Write out the data below in full. Keep it exact.

Saved data entries.
BEGIN

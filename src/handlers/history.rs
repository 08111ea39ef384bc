use anyhow::Result;
use console::{Term, style};
use dialoguer::Confirm;
use tubefetch::HistoryStore;
use tubefetch::config::ConfigManager;

pub async fn handle_history(
    config_manager: &ConfigManager,
    limit: usize,
    clear: bool,
    skip_confirmation: bool,
) -> Result<()> {
    let term = Term::stdout();
    let store = HistoryStore::with_limit(
        config_manager.history_file(),
        config_manager.config().history.max_entries,
    );

    if clear {
        if !skip_confirmation {
            let confirmed = Confirm::new()
                .with_prompt("Clear the download history?")
                .default(false)
                .interact()?;
            if !confirmed {
                term.write_line(&format!("{} Operation cancelled", style("❌").red()))?;
                return Ok(());
            }
        }
        store.clear()?;
        term.write_line(&format!("{} History cleared", style("✅").green()))?;
        return Ok(());
    }

    let records = store.newest_first(limit);
    if records.is_empty() {
        term.write_line(&format!("{} No downloads yet", style("📭").dim()))?;
        return Ok(());
    }

    term.write_line(&format!(
        "{} Recent downloads ({}):",
        style("📜").cyan(),
        records.len()
    ))?;
    for record in records {
        term.write_line(&format!(
            "   {} {}",
            style(record.timestamp.format("%Y-%m-%d %H:%M")).dim(),
            style(&record.filename).cyan()
        ))?;
        term.write_line(&format!("      {}", style(&record.url).dim()))?;
    }

    Ok(())
}
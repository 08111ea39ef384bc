use regex::Regex;

/// Accepts watch, short-link, shorts and playlist URLs for a set of hosts.
#[derive(Debug, Clone)]
pub struct UrlValidator {
    patterns: Vec<Regex>,
    playlist: Regex,
}

impl UrlValidator {
    pub fn new<S: AsRef<str>>(sites: &[S], short_hosts: &[S]) -> Self {
        let sites = alternation(sites);
        let short_hosts = alternation(short_hosts);

        // Host lists are escaped, so these always compile.
        let build = |pattern: String| Regex::new(&pattern).expect("valid url pattern");

        let playlist = build(format!(
            r"^https?://(?:www\.)?(?:{sites})/playlist\?list=[\w-]+"
        ));
        let patterns = vec![
            build(format!(r"^https?://(?:www\.)?(?:{sites})/watch\?v=[\w-]+")),
            build(format!(r"^https?://(?:{short_hosts})/[\w-]+")),
            build(format!(r"^https?://(?:www\.)?(?:{sites})/shorts/[\w-]+")),
            playlist.clone(),
        ];

        Self { patterns, playlist }
    }

    pub fn is_valid(&self, url: &str) -> bool {
        !url.is_empty() && self.patterns.iter().any(|p| p.is_match(url))
    }

    pub fn is_playlist(&self, url: &str) -> bool {
        self.playlist.is_match(url)
    }
}

impl Default for UrlValidator {
    fn default() -> Self {
        Self::new(&["youtube.com"], &["youtu.be"])
    }
}

fn alternation<S: AsRef<str>>(hosts: &[S]) -> String {
    let escaped: Vec<String> = hosts
        .iter()
        .map(|h| regex::escape(h.as_ref().trim()))
        .filter(|h| !h.is_empty())
        .collect();

    if escaped.is_empty() {
        // NUL never appears in a URL host
        r"\x00".to_string()
    } else {
        escaped.join("|")
    }
}

#[cfg(test)]
mod tests {
    use super::*;

    fn validator() -> UrlValidator {
        UrlValidator::new(&["example.com"], &["youtu.be"])
    }

    #[test]
    fn accepts_known_shapes() {
        let v = validator();
        assert!(v.is_valid("https://www.example.com/watch?v=abc123"));
        assert!(v.is_valid("https://youtu.be/abc123"));
        assert!(v.is_valid("https://example.com/shorts/abc_12"));
        assert!(v.is_valid("https://example.com/playlist?list=xyz-9"));
        assert!(v.is_valid("http://example.com/watch?v=a-b_c"));
    }

    #[test]
    fn rejects_other_shapes() {
        let v = validator();
        assert!(!v.is_valid("https://example.com/video/123"));
        assert!(!v.is_valid(""));
        assert!(!v.is_valid("not a url"));
        assert!(!v.is_valid("https://exampleXcom/watch?v=abc"));
        assert!(!v.is_valid("ftp://example.com/watch?v=abc"));
    }

    #[test]
    fn detects_playlists() {
        let v = validator();
        assert!(v.is_playlist("https://www.example.com/playlist?list=PL123"));
        assert!(!v.is_playlist("https://www.example.com/watch?v=abc123"));
    }

    #[test]
    fn default_targets_youtube() {
        let v = UrlValidator::default();
        assert!(v.is_valid("https://www.youtube.com/watch?v=dQw4w9WgXcQ"));
        assert!(!v.is_valid("https://www.example.com/watch?v=abc123"));
    }

    #[test]
    fn empty_host_lists_match_nothing() {
        let v = UrlValidator::new::<&str>(&[], &[]);
        assert!(!v.is_valid("https://youtu.be/abc"));
    }
}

END

SOLUTION TO THIS PROBLEM.
filename src/handlers/history.rs
repository 08111ea39ef384bc
use anyhow::Result;
use console::{Term, style};
use dialoguer::Confirm;
use tubefetch::HistoryStore;
use tubefetch::config::ConfigManager;

pub async fn handle_history(
    config_manager: &ConfigManager,
    limit: usize,
    clear: bool,
    skip_confirmation: bool,
) -> Result<()> {
    let term = Term::stdout();
    let store = HistoryStore::with_limit(
        config_manager.history_file(),
        config_manager.config().history.max_entries,
    );

    if clear {
        if !skip_confirmation {
            let confirmed = Confirm::new()
                .with_prompt("Clear the download history?")
                .default(false)
                .interact()?;
            if !confirmed {
                term.write_line(&format!("{} Operation cancelled", style("❌").red()))?;
                return Ok(());
            }
        }
        store.clear()?;
        term.write_line(&format!("{} History cleared", style("✅").green()))?;
        return Ok(());
    }

    let records = store.newest_first(limit);
    if records.is_empty() {
        term.write_line(&format!("{} No downloads yet", style("📭").dim()))?;
        return Ok(());
    }

    term.write_line(&format!(
        "{} Recent downloads ({}):",
        style("📜").cyan(),
        records.len()
    ))?;
    for record in records {
        term.write_line(&format!(
            "   {} {}",
            style(record.timestamp.format("%Y-%m-%d %H:%M")).dim(),
            style(&record.filename).cyan()
        ))?;
        term.write_line(&format!("      {}", style(&record.url).dim()))?;
    }

    Ok(())
}
repository 08111ea39ef384bc
use regex::Regex;

/// Accepts watch, short-link, shorts and playlist URLs for a set of hosts.
#[derive(Debug, Clone)]
pub struct UrlValidator {
    patterns: Vec<Regex>,
    playlist: Regex,
}

impl UrlValidator {
    pub fn new<S: AsRef<str>>(sites: &[S], short_hosts: &[S]) -> Self {
        let sites = alternation(sites);
        let short_hosts = alternation(short_hosts);

        // Host lists are escaped, so these always compile.
        let build = |pattern: String| Regex::new(&pattern).expect("valid url pattern");

        let playlist = build(format!(
            r"^https?://(?:www\.)?(?:{sites})/playlist\?list=[\w-]+"
        ));
        let patterns = vec![
            build(format!(r"^https?://(?:www\.)?(?:{sites})/watch\?v=[\w-]+")),
            build(format!(r"^https?://(?:{short_hosts})/[\w-]+")),
            build(format!(r"^https?://(?:www\.)?(?:{sites})/shorts/[\w-]+")),
            playlist.clone(),
        ];

        Self { patterns, playlist }
    }

    pub fn is_valid(&self, url: &str) -> bool {
        !url.is_empty() && self.patterns.iter().any(|p| p.is_match(url))
    }

    pub fn is_playlist(&self, url: &str) -> bool {
        self.playlist.is_match(url)
    }
}

impl Default for UrlValidator {
    fn default() -> Self {
        Self::new(&["youtube.com"], &["youtu.be"])
    }
}

fn alternation<S: AsRef<str>>(hosts: &[S]) -> String {
    let escaped: Vec<String> = hosts
        .iter()
        .map(|h| regex::escape(h.as_ref().trim()))
        .filter(|h| !h.is_empty())
        .collect();

    if escaped.is_empty() {
        // NUL never appears in a URL host
        r"\x00".to_string()
    } else {
        escaped.join("|")
    }
}

#[cfg(test)]
mod tests {
    use super::*;

    fn validator() -> UrlValidator {
        UrlValidator::new(&["example.com"], &["youtu.be"])
    }

    #[test]
    fn accepts_known_shapes() {
        let v = validator();
        assert!(v.is_valid("https://www.example.com/watch?v=abc123"));
        assert!(v.is_valid("https://youtu.be/abc123"));
        assert!(v.is_valid("https://example.com/shorts/abc_12"));
        assert!(v.is_valid("https://example.com/playlist?list=xyz-9"));
        assert!(v.is_valid("http://example.com/watch?v=a-b_c"));
    }

    #[test]
    fn rejects_other_shapes() {
        let v = validator();
        assert!(!v.is_valid("https://example.com/video/123"));
        assert!(!v.is_valid(""));
        assert!(!v.is_valid("not a url"));
        assert!(!v.is_valid("https://exampleXcom/watch?v=abc"));
        assert!(!v.is_valid("ftp://example.com/watch?v=abc"));
    }

    #[test]
    fn detects_playlists() {
        let v = validator();
        assert!(v.is_playlist("https://www.example.com/playlist?list=PL123"));
        assert!(!v.is_playlist("https://www.example.com/watch?v=abc123"));
    }

    #[test]
    fn default_targets_youtube() {
        let v = UrlValidator::default();
        assert!(v.is_valid("https://www.youtube.com/watch?v=dQw4w9WgXcQ"));
        assert!(!v.is_valid("https://www.example.com/watch?v=abc123"));
    }

    #[test]
    fn empty_host_lists_match_nothing() {
        let v = UrlValidator::new::<&str>(&[], &[]);
        assert!(!v.is_valid("https://youtu.be/abc"));
    }
}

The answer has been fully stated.